I will always hate goodbyes though. They might be a necessary manifestation of everything that's good in a relationship, but that doesn't make them any easier. Aged five I cried and cried over a film in which a child is forced to abandon her favourite old toys when the family move home. The toys sit alone on the kerb waiting for the rubbish lorry. I couldn't bear it. I hate that scene in Frances Ha too, when she waves goodbye to her parents in a Californian airport, waves as an escalator lifts her away from them towards a New York-bound plane.
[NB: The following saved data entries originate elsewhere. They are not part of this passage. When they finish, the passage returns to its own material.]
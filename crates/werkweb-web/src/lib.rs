#![forbid(unsafe_code)]

//! Browser-side behaviour of the Werkweb brochure site.
//!
//! Design goals:
//! - **Pure core**: the language controller, reservation capture and
//!   navigation disclosure run natively against a [`storage::KeyValueStore`],
//!   so every behaviour is testable without a page.
//! - **Thin adapter**: on `wasm32` the `wasm` module scans the DOM, feeds the
//!   core, and writes the results back.
//! - **Soft failures**: storage problems are logged and ignored; the only
//!   user-visible error is the required-fields message.

pub mod clock;
pub mod config;
pub mod controller;
pub mod nav;
pub mod reservation;
pub mod site;
pub mod storage;

#[cfg(target_arch = "wasm32")]
mod wasm;

#[cfg(target_arch = "wasm32")]
pub use wasm::{WerkwebPage, current_page, start};

pub use clock::{Clock, FixedClock, SystemClock};
pub use config::{ConfigError, DomConfig, SiteConfig, StorageConfig};
pub use controller::{LanguageChange, LanguageController, Subscription};
pub use nav::{NavDisclosure, NavUpdate};
pub use reservation::{
    Receipt, ReservationBook, ReservationEntry, ReservationError, ReservationForm,
};
pub use site::{Site, SubmitResponse};
pub use storage::{KeyValueStore, MemoryStore, StorageError};
pub use werkweb_i18n::{Catalog, Language};
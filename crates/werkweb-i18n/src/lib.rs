#![forbid(unsafe_code)]

//! Localization foundation for the Werkweb brochure site.
//!
//! Provides the closed language whitelist, initial-language resolution,
//! the immutable translation [`Catalog`], and a pure planner that maps a
//! dictionary onto translatable element descriptors.
//!
//! # How it fits in the system
//! `werkweb-web` owns the mutable language state and the DOM adapter. This
//! crate never touches the DOM or browser storage, so every rule here can be
//! tested natively.

pub mod builtin;
pub mod catalog;
pub mod language;
pub mod plan;

pub use catalog::{Catalog, CatalogError, CoverageReport, Dictionary, LanguageCoverage};
pub use language::{Language, TextDirection, primary_subtag, resolve_initial_language};
pub use plan::{
    Assignment, AssignmentTarget, DocumentUpdate, ElementKind, TranslatableElement,
    plan_document, plan_translations,
};
#![forbid(unsafe_code)]

//! Fallible key/value storage capability.
//!
//! Browser `localStorage` can be disabled, full, or throw on access. Every
//! operation therefore returns a [`StorageResult`]; callers that choose to
//! ignore a failure do so explicitly at the call site.
//!
//! All methods take `&self`: the page is single-threaded and the same store
//! is shared by the language controller and the reservation book.

use std::cell::{Cell, RefCell};
use std::collections::BTreeMap;
use std::rc::Rc;

/// Storage failure.
#[derive(Debug, Clone, PartialEq, Eq)]
pub enum StorageError {
    /// Storage is disabled or not exposed by the host.
    Unavailable,
    /// The write exceeded the host's quota.
    QuotaExceeded,
    /// Any other host error, with its message.
    Backend(String),
}

impl std::fmt::Display for StorageError {
    fn fmt(&self, f: &mut std::fmt::Formatter<'_>) -> std::fmt::Result {
        match self {
            Self::Unavailable => write!(f, "storage unavailable"),
            Self::QuotaExceeded => write!(f, "storage quota exceeded"),
            Self::Backend(msg) => write!(f, "storage error: {msg}"),
        }
    }
}

impl std::error::Error for StorageError {}

pub type StorageResult<T> = Result<T, StorageError>;

/// String key/value store with browser-local semantics.
pub trait KeyValueStore {
    /// Read a key. `Ok(None)` means the key is absent.
    fn get(&self, key: &str) -> StorageResult<Option<String>>;

    /// Write a key, replacing any previous value.
    fn set(&self, key: &str, value: &str) -> StorageResult<()>;
}

impl<T: KeyValueStore + ?Sized> KeyValueStore for Rc<T> {
    fn get(&self, key: &str) -> StorageResult<Option<String>> {
        (**self).get(key)
    }

    fn set(&self, key: &str, value: &str) -> StorageResult<()> {
        (**self).set(key, value)
    }
}

impl<T: KeyValueStore + ?Sized> KeyValueStore for &T {
    fn get(&self, key: &str) -> StorageResult<Option<String>> {
        (**self).get(key)
    }

    fn set(&self, key: &str, value: &str) -> StorageResult<()> {
        (**self).set(key, value)
    }
}

/// In-memory store.
///
/// Used natively and in tests. Failures can be injected to exercise the
/// soft-failure paths.
#[derive(Debug, Default)]
pub struct MemoryStore {
    entries: RefCell<BTreeMap<String, String>>,
    read_failure: RefCell<Option<StorageError>>,
    write_failure: RefCell<Option<StorageError>>,
    writes: Cell<u64>,
}

impl MemoryStore {
    #[must_use]
    pub fn new() -> Self {
        Self::default()
    }

    /// Store seeded with `(key, value)` pairs.
    #[must_use]
    pub fn with_entries<'a>(entries: impl IntoIterator<Item = (&'a str, &'a str)>) -> Self {
        let store = Self::new();
        store.entries.borrow_mut().extend(
            entries
                .into_iter()
                .map(|(k, v)| (k.to_owned(), v.to_owned())),
        );
        store
    }

    /// Make every subsequent read fail with `error` (or succeed again with `None`).
    pub fn fail_reads(&self, error: Option<StorageError>) {
        *self.read_failure.borrow_mut() = error;
    }

    /// Make every subsequent write fail with `error` (or succeed again with `None`).
    pub fn fail_writes(&self, error: Option<StorageError>) {
        *self.write_failure.borrow_mut() = error;
    }

    /// Raw value of a key, bypassing injected failures.
    #[must_use]
    pub fn peek(&self, key: &str) -> Option<String> {
        self.entries.borrow().get(key).cloned()
    }

    /// Number of successful writes so far.
    #[must_use]
    pub fn write_count(&self) -> u64 {
        self.writes.get()
    }
}

impl KeyValueStore for MemoryStore {
    fn get(&self, key: &str) -> StorageResult<Option<String>> {
        if let Some(err) = self.read_failure.borrow().clone() {
            return Err(err);
        }
        Ok(self.entries.borrow().get(key).cloned())
    }

    fn set(&self, key: &str, value: &str) -> StorageResult<()> {
        if let Some(err) = self.write_failure.borrow().clone() {
            return Err(err);
        }
        self.entries
            .borrow_mut()
            .insert(key.to_owned(), value.to_owned());
        self.writes.set(self.writes.get() + 1);
        Ok(())
    }
}
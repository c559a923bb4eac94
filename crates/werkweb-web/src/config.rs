#![forbid(unsafe_code)]

//! Site configuration as data.
//!
//! Storage keys and the DOM contract (attribute names, selectors, element
//! ids, class names) are grouped into a single [`SiteConfig`] that can be
//! loaded from JSON at startup. Every field has a default matching the
//! site's markup, so `SiteConfig::default()` needs no JSON at all.
//!
//! ```json
//! { "storage": { "language_key": "site.lang" }, "dom": { "active_class": "is-active" } }
//! ```

use serde::{Deserialize, Serialize};

/// Top-level configuration.
#[derive(Debug, Clone, Default, PartialEq, Eq, Serialize, Deserialize)]
#[serde(default)]
pub struct SiteConfig {
    pub storage: StorageConfig,
    pub dom: DomConfig,
}

/// Browser-local storage keys.
#[derive(Debug, Clone, PartialEq, Eq, Serialize, Deserialize)]
#[serde(default)]
pub struct StorageConfig {
    /// Key holding the persisted language code.
    pub language_key: String,
    /// Key holding the JSON array of reservations.
    pub reservations_key: String,
}

impl Default for StorageConfig {
    fn default() -> Self {
        Self {
            language_key: "lang".into(),
            reservations_key: "reservations".into(),
        }
    }
}

/// Names the DOM adapter looks for on the page.
#[derive(Debug, Clone, PartialEq, Eq, Serialize, Deserialize)]
#[serde(default)]
pub struct DomConfig {
    /// Attribute carrying a dictionary key on translatable elements.
    pub translate_attribute: String,
    /// Attribute carrying a language code on language buttons.
    pub language_attribute: String,
    pub language_button_selector: String,
    /// Id of the fallback `<select>` language control.
    pub language_select_id: String,
    pub nav_toggle_selector: String,
    /// Class marking the active language button.
    pub active_class: String,
    /// Class marking an expanded navigation menu.
    pub open_class: String,
    pub reserve_form_id: String,
    pub reserve_result_id: String,
    /// Id of the demo button that alerts its localized label.
    pub action_id: String,
}

impl Default for DomConfig {
    fn default() -> Self {
        Self {
            translate_attribute: "data-i18n".into(),
            language_attribute: "data-lang".into(),
            language_button_selector: ".lang-btn".into(),
            language_select_id: "lang-select".into(),
            nav_toggle_selector: ".nav-toggle".into(),
            active_class: "active".into(),
            open_class: "open".into(),
            reserve_form_id: "reserve-form".into(),
            reserve_result_id: "reserve-result".into(),
            action_id: "action".into(),
        }
    }
}

impl DomConfig {
    /// Selector matching every translatable element.
    #[must_use]
    pub fn translate_selector(&self) -> String {
        format!("[{}]", self.translate_attribute)
    }
}

impl SiteConfig {
    /// Load from a JSON string and validate.
    pub fn from_json_str(s: &str) -> Result<Self, ConfigError> {
        let config: Self = serde_json::from_str(s).map_err(ConfigError::Json)?;
        let errors = config.validate();
        if errors.is_empty() {
            Ok(config)
        } else {
            Err(ConfigError::Validation(errors))
        }
    }

    /// Check every field. An empty list means the config is valid.
    #[must_use]
    pub fn validate(&self) -> Vec<String> {
        let mut errors = Vec::new();

        let fields = [
            ("storage.language_key", &self.storage.language_key),
            ("storage.reservations_key", &self.storage.reservations_key),
            ("dom.translate_attribute", &self.dom.translate_attribute),
            ("dom.language_attribute", &self.dom.language_attribute),
            (
                "dom.language_button_selector",
                &self.dom.language_button_selector,
            ),
            ("dom.language_select_id", &self.dom.language_select_id),
            ("dom.nav_toggle_selector", &self.dom.nav_toggle_selector),
            ("dom.active_class", &self.dom.active_class),
            ("dom.open_class", &self.dom.open_class),
            ("dom.reserve_form_id", &self.dom.reserve_form_id),
            ("dom.reserve_result_id", &self.dom.reserve_result_id),
            ("dom.action_id", &self.dom.action_id),
        ];
        for (name, value) in fields {
            if value.trim().is_empty() {
                errors.push(format!("{name} must not be empty"));
            }
        }

        if self.storage.language_key == self.storage.reservations_key {
            errors.push(format!(
                "storage.language_key and storage.reservations_key must differ (both '{}')",
                self.storage.language_key
            ));
        }

        errors
    }
}

/// Errors from loading a [`SiteConfig`].
#[derive(Debug)]
pub enum ConfigError {
    /// JSON parse error.
    Json(serde_json::Error),
    /// Validation errors.
    Validation(Vec<String>),
}

impl std::fmt::Display for ConfigError {
    fn fmt(&self, f: &mut std::fmt::Formatter<'_>) -> std::fmt::Result {
        match self {
            Self::Json(e) => write!(f, "JSON parse error: {e}"),
            Self::Validation(errors) => write!(f, "validation errors: {}", errors.join("; ")),
        }
    }
}

impl std::error::Error for ConfigError {
    fn source(&self) -> Option<&(dyn std::error::Error + 'static)> {
        match self {
            Self::Json(e) => Some(e),
            Self::Validation(_) => None,
        }
    }
}
#![forbid(unsafe_code)]

//! Page-level facade shared by the wasm adapter and native tests.
//!
//! [`Site`] wires the language controller and the reservation book to one
//! shared store and turns their outcomes into the localized strings the page
//! displays. No JS/WASM types here.

use std::rc::Rc;

use werkweb_i18n::Catalog;

use crate::clock::Clock;
use crate::config::SiteConfig;
use crate::controller::LanguageController;
use crate::reservation::{Receipt, ReservationBook, ReservationError, ReservationForm};
use crate::storage::KeyValueStore;

const RESERVE_SUCCESS_KEY: &str = "reserve_success";
const RESERVE_REQUIRED_KEY: &str = "reserve_error_required";
const ACTION_KEY: &str = "button";

const FALLBACK_SUCCESS: &str =
    "Reservation received — the admin will propose times and location (Doppio).";
const FALLBACK_REQUIRED: &str = "Please provide name and contact.";
const FALLBACK_ACTION: &str = "Clicked";

/// What the page shows after a reservation submission.
#[derive(Debug, Clone, PartialEq, Eq)]
pub struct SubmitResponse {
    /// Localized text for the result area.
    pub message: String,
    /// Whether the form fields should be cleared.
    pub clear_form: bool,
    /// `None` when validation rejected the submission.
    pub receipt: Option<Receipt>,
}

/// Language controller plus reservation capture over one store.
pub struct Site<S> {
    controller: LanguageController<Rc<S>>,
    book: ReservationBook<Rc<S>>,
    clock: Box<dyn Clock>,
}

impl<S: KeyValueStore> Site<S> {
    /// Resolve the initial language and prepare the reservation book.
    ///
    /// Nothing is rendered until the caller applies the current language.
    pub fn new(
        catalog: Rc<Catalog>,
        store: Rc<S>,
        config: &SiteConfig,
        browser_locale: Option<&str>,
        clock: Box<dyn Clock>,
    ) -> Self {
        let controller = LanguageController::start(
            catalog,
            Rc::clone(&store),
            config.storage.language_key.as_str(),
            browser_locale,
        );
        let book = ReservationBook::new(store, config.storage.reservations_key.as_str());
        Self {
            controller,
            book,
            clock,
        }
    }

    #[must_use]
    pub fn controller(&self) -> &LanguageController<Rc<S>> {
        &self.controller
    }

    #[must_use]
    pub fn book(&self) -> &ReservationBook<Rc<S>> {
        &self.book
    }

    /// Validate and store a reservation, returning the message to show.
    pub fn submit_reservation(&self, form: &ReservationForm) -> SubmitResponse {
        match self.book.submit(form, self.clock.as_ref()) {
            Ok(receipt) => SubmitResponse {
                message: self
                    .controller
                    .message(RESERVE_SUCCESS_KEY)
                    .unwrap_or(FALLBACK_SUCCESS)
                    .to_owned(),
                clear_form: true,
                receipt: Some(receipt),
            },
            Err(ReservationError::MissingRequired) => SubmitResponse {
                message: self
                    .controller
                    .message(RESERVE_REQUIRED_KEY)
                    .unwrap_or(FALLBACK_REQUIRED)
                    .to_owned(),
                clear_form: false,
                receipt: None,
            },
        }
    }

    /// Localized label alerted by the demo action button.
    #[must_use]
    pub fn action_message(&self) -> String {
        self.controller
            .message(ACTION_KEY)
            .unwrap_or(FALLBACK_ACTION)
            .to_owned()
    }
}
A goodbye is a kind of loss. You lose whatever it is you are saying goodbye to; not the people, necessarily, but the part of your life they represent, a certain time and place. It's a loss of yourself, I guess. You'll never get that old version of you back. While discussing Heart of Darkness in British Literature class today, we touch briefly on the Buddhist concept of dukkha: the pain and suffering of loss, the inevitability of it, how it can never be satisfied. But maybe the pain of loss should never be satisfied, because then we'd never explore beyond it. We'd just remain trapped by it.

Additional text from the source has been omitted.